(Stored dataset items)
-- Opening Marker --
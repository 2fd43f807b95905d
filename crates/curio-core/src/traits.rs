//! Core traits for curio abstractions.
//!
//! These traits define the repository interfaces that concrete database
//! implementations must satisfy, enabling pluggable backends and
//! testability.

use async_trait::async_trait;
use chrono::{DateTime, Utc};
use uuid::Uuid;

use crate::error::Result;
use crate::models::*;

/// Repository for versioned items.
#[async_trait]
pub trait ItemRepository: Send + Sync {
    /// Insert a new item version.
    ///
    /// When the request names an existing uuid, the row is assigned the
    /// next version number for that uuid; otherwise version 1 of a fresh
    /// uuid.
    async fn insert(&self, req: CreateItemRequest) -> Result<Item>;

    /// Fetch one specific version of an item.
    async fn get(&self, uuid: Uuid, version: i32) -> Result<Item>;

    /// Fetch the highest version of an item.
    async fn latest(&self, uuid: Uuid) -> Result<Item>;

    /// List every version of an item, ascending by version, with the
    /// version column projected. An unknown uuid yields an empty list.
    async fn list_all_versions(&self, uuid: Uuid) -> Result<Vec<ItemVersionSummary>>;

    /// Delete one version and, by cascade, its attachments.
    async fn delete(&self, uuid: Uuid, version: i32) -> Result<()>;
}

/// Repository for item attachments.
#[async_trait]
pub trait AttachmentRepository: Send + Sync {
    /// Attach a file/link to an item version.
    async fn insert(&self, req: CreateAttachmentRequest) -> Result<Attachment>;

    /// List attachments owned by an item version, insertion-ordered.
    async fn list_for_item(&self, item_id: Uuid) -> Result<Vec<Attachment>>;
}

/// Repository for institutions (tenants).
#[async_trait]
pub trait InstitutionRepository: Send + Sync {
    /// Provision a new institution.
    async fn insert(&self, req: CreateInstitutionRequest) -> Result<Institution>;

    /// Look an institution up by its stable external identifier.
    async fn find_by_unique_id(&self, unique_id: i64) -> Result<Institution>;

    /// List every institution.
    async fn list(&self) -> Result<Vec<Institution>>;
}

/// Repository for activation windows.
#[async_trait]
pub trait ActivationRepository: Send + Sync {
    /// Create an activation window for an item version.
    async fn insert(&self, req: CreateActivationRequest) -> Result<Activation>;

    /// List activation windows for one item version.
    async fn list_for_item(&self, item_id: Uuid) -> Result<Vec<Activation>>;

    /// List ids of items with a window covering the given instant.
    async fn items_active_at(&self, at: DateTime<Utc>) -> Result<Vec<Uuid>>;

    /// Mark windows whose end has passed as expired. Returns the number of
    /// rows transitioned.
    async fn expire_ended(&self, now: DateTime<Utc>) -> Result<u64>;
}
-- Closing Marker --
### [Requirement]
Search the entries for the word "DateTime" and pick out every line that holds it.

### [Solution for this exercise]
use chrono::{DateTime, Utc};
    async fn items_active_at(&self, at: DateTime<Utc>) -> Result<Vec<Uuid>>;
    async fn expire_ended(&self, now: DateTime<Utc>) -> Result<u64>;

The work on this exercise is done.